And there’s no hiding from those in need how power is used to procure more and more money for the already wealthy, the Trumpian billionaires of our world.
Why should some, but not most of us, have an equal chance to do more than survive? For too many, their present and future safety becomes their personal problem, while Trump and crew are busily engaged in pursuing military and imperial power to gain yet more wealth for themselves and other billionaires, none of which enhances the power of the American people. And don’t forget that Donald Trump’s blatant racism is a vile infection that spreads daily from the Oval Office.
From toy guns to actual machine guns, the United States offers a constant example of how to express power through weaponry. There are the guns of war, the guns of intimidation, and the guns used against countries whose governments we choose to assault. Take Venezuela, where a recent US military sneak attack killed untold numbers of civilians and snatched its president to imprison him in the United States. That, I say, is one hell of a lot of nerve. The Trump administration certainly didn’t do that to make life better for the Venezuelan people, but to steal that country’s oil riches, which Trump plans to use for the benefit of US oil companies.
And with that in mind, let me head into the past for a moment. In 1968, when riots erupted in many communities to protest the killing of Dr.
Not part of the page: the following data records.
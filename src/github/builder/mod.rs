pub mod list_pull_requests_builder;
pub mod search_repositories_builder;

use anyhow::Result;

pub trait BuilderExecutor {
    type Output;

    async fn execute(self) -> Result<Self::Output>;
}
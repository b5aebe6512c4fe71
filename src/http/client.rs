use super::{
    request::{Body, HttpRequest},
    request_builder::{Get, InitBuilder, Post, RequestBuilder},
    Error,
};
use std::time::Duration;
use url::Url;

#[derive(Clone, Debug)]
pub struct Client(reqwest::Client);

impl Client {
    pub fn new() -> Client {
        Client(reqwest::Client::new())
    }

    pub fn with_timeout(timeout: Duration) -> Result<Client, Error> {
        let client = reqwest::Client::builder()
            .timeout(timeout)
            .build()
            .map_err(|cause| Error::BuildClientError { cause })?;

        Ok(Client(client))
    }

    pub async fn send(&self, request: HttpRequest) -> Result<reqwest::Response, Error> {
        log::debug!("{:?} {}", request.method, request.url);
        let mut builder = self.0.request(request.method.into(), request.url);

        builder = builder.headers(request.headers.try_into()?);

        if let Some(Body::Json(json)) = request.body {
            builder = builder.json(&json);
        }

        let request = builder
            .build()
            .map_err(|cause| Error::SendRequestError { cause })?;

        self.0
            .execute(request)
            .await
            .map_err(|cause| Error::SendRequestError { cause })
    }
}

pub trait ClientRequestBuilder {
    fn get(self, url: Url) -> RequestBuilder<Get>;
    fn post(self, url: Url) -> RequestBuilder<Post>;
}

impl ClientRequestBuilder for Client {
    fn get(self, url: Url) -> RequestBuilder<Get> {
        InitBuilder::get(self, url)
    }

    fn post(self, url: Url) -> RequestBuilder<Post> {
        InitBuilder::post(self, url)
    }
}

impl Default for Client {
    fn default() -> Self {
        Self::new()
    }
}
pub mod client;
pub mod request;
pub mod request_builder;
pub mod response;

pub use client::{Client, ClientRequestBuilder};

use thiserror::Error;

#[derive(Debug, Error)]
pub enum Error {
    #[error("request failed with status {status}: {message}")]
    GenericResponseError { status: u16, message: String },
    #[error("Invalid header `{name}`")]
    InvalidHeaderError { name: String },
    #[error("Failed to serialize request body")]
    SerializeBodyError {
        #[source]
        cause: serde_json::Error,
    },
    #[error("Failed to build http client")]
    BuildClientError {
        #[source]
        cause: reqwest::Error,
    },
    #[error("Failed to send request")]
    SendRequestError {
        #[source]
        cause: reqwest::Error,
    },
}
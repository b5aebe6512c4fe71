mod pull_request_response;
mod search_response;

pub use pull_request_response::PullRequest;
pub use search_response::Repository;
pub use search_response::SearchResponse;

#[cfg(test)]
pub use pull_request_response::{Head, HeadRepository, User};
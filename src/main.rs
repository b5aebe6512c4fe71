mod config;
mod github;
mod http;
mod logger;
mod slack;

use anyhow::{Context, Result};
use chrono::Utc;
use config::Config;
use github::github_client::GithubClient;

#[tokio::main]
async fn main() {
    if let Err(err) = logger::init() {
        eprintln!("Cannot initialise logger: {:#}", err);
    }

    if let Err(err) = run(std::env::args().nth(1)).await {
        log::error!("{:#}", err);
        std::process::exit(1);
    }
}

async fn run(input: Option<String>) -> Result<()> {
    let config = Config::load(input).await.context("Cannot load config")?;

    let client = GithubClient::new(&config).context("Cannot build the github client")?;

    let pull_requests = github::open_pull_requests(&client, &config).await?;

    let message = slack::message::build_message(&pull_requests, Utc::now());

    slack::notify(&config.webhook_url, &config.channel, &message)
        .await
        .context("Couldn't post to slack")?;

    Ok(())
}
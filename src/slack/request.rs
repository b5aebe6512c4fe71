use serde::Serialize;

#[derive(Debug, Default, Serialize)]
pub struct SlackRequest {
    pub channel: String,
    pub icon_emoji: String,
    pub text: String,
}

impl SlackRequest {
    pub fn new(channel: impl Into<String>, text: impl Into<String>) -> Self {
        SlackRequest {
            channel: channel.into(),
            text: text.into(),
            ..Default::default()
        }
    }
}
//! Slack mrkdwn rendering of the pull request summary.

use crate::github::response::PullRequest;
use chrono::{DateTime, Utc};

const BANNER: &str = ">*Current pull requests statistics *\n";
const SINGLE_PULL_REQUEST: &str = "There is just one open pull request waiting for review \n";
const NO_PULL_REQUESTS: &str =
    "Hurray! There are no open pull requests. Good job team! :happyseal: :happyseal:";

const MILLIS_PER_HOUR: f64 = 3_600_000.0;

/// Builds the whole message, measuring pull request age against `now`.
pub fn build_message(pull_requests: &[PullRequest], now: DateTime<Utc>) -> String {
    if pull_requests.is_empty() {
        return no_pull_request_message();
    }

    let mut message = header(pull_requests.len());
    for pull_request in pull_requests {
        message.push_str(&pull_request_line(pull_request, now));
    }

    message
}

/// The count sentence is left out when `n` is zero.
pub fn header(n: usize) -> String {
    let mut header = String::from(BANNER);

    if n > 1 {
        header.push_str(&format!(
            "There are {} open pull requests waiting for review :angrier_seal: :red_circle: \n",
            n
        ));
    } else if n == 1 {
        header.push_str(SINGLE_PULL_REQUEST);
    }

    header
}

pub fn no_pull_request_message() -> String {
    let mut message = header(0);
    message.push_str(NO_PULL_REQUESTS);
    message
}

pub fn pull_request_line(pull_request: &PullRequest, now: DateTime<Utc>) -> String {
    format!(
        "* <{}|{}> in {} for *{:.1} hours* | opened by <{}|{}>\n",
        pull_request.html_url,
        pull_request.title,
        pull_request.head_repo_name(),
        hours_since(pull_request.created_at, now),
        pull_request.author_url(),
        pull_request.author_login(),
    )
}

fn hours_since(created_at: DateTime<Utc>, now: DateTime<Utc>) -> f64 {
    (now - created_at).num_milliseconds() as f64 / MILLIS_PER_HOUR
}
Martin Luther King, Jr., tanks first appeared on the streets of American inner cities—big, bulging, heavy vehicles, much like the ones being used in the Vietnam War that was then still raging.
That moment could, in fact, be seen as the public start of the militarization of this country’s police—the start but far from the end of it, which we see today, 77 years later, in many states like Minnesota. There, masked, gun-carrying (as in the old West) Border Patrol and federalized ICE agents have invaded, terrorizing and killing innocent civilians and pulling people out of their cars to deposit them in deportation camps. Such scenes not only increase the frustration and fear of so many Americans, but also the desire to carry licensed (or unlicensed) guns to protect themselves.
ICE is the most recent incarnation of weaponization in this country, in which the agents themselves have become the weapons.
Such macho terrorizing actions as in Minnesota, Chicago, Los Angeles, and so many other places in this country, involving the rounding up of immigrants, are all too much like the 1930s Gestapo in Nazi Germany rounding up Jews. The use of such terror is not only sanctioned by the Trump government but also encouraged by racists like Stephen Miller. He is the quintessential representation of where this country is headed, if not stopped and stopped quickly.
In addition to guns, ICE Agents carry other weapons of war: fire suppressers, lasers, accessory mounts, dump pouches, magazine wells—and they use drones. Pepper spray and other debilitating substances are also being used against those who protest the terror.
War is now being waged against Americans on the streets of our country, which is not only antithetical to all our laws but distinctly unconstitutional and, of course, immoral to the nth degree. Such weapons are perfected for one reason: to kill.
Unsurprisingly, ever more money is once again being spent on the Defense Department (now the Department of War), instead of on health, education, science, and so much else. And Donald Trump wants to spend far more. Guns over butter is an old meme, which we simply must not accept.
In Minnesota, ordinary people organized against the fascistic actions of ICE. Their resistance was not only brave, but an important example of the ways in which the people have chosen the good over the actions and behaviors of a bad government, president, and the Stephen Millers of this world. As demonstrated in Minnesota, we Americans have refused to go quietly into ICE’s nightmare. We wouldn’t stand for such injustice and intuitively began organizing to meet the needs of our neighbors and those who are being treated horribly. Watch groups, food groups, school groups, even singing groups were organized by ordinary citizens, inspired by an innate sense of justice and an innate hatred of injustice.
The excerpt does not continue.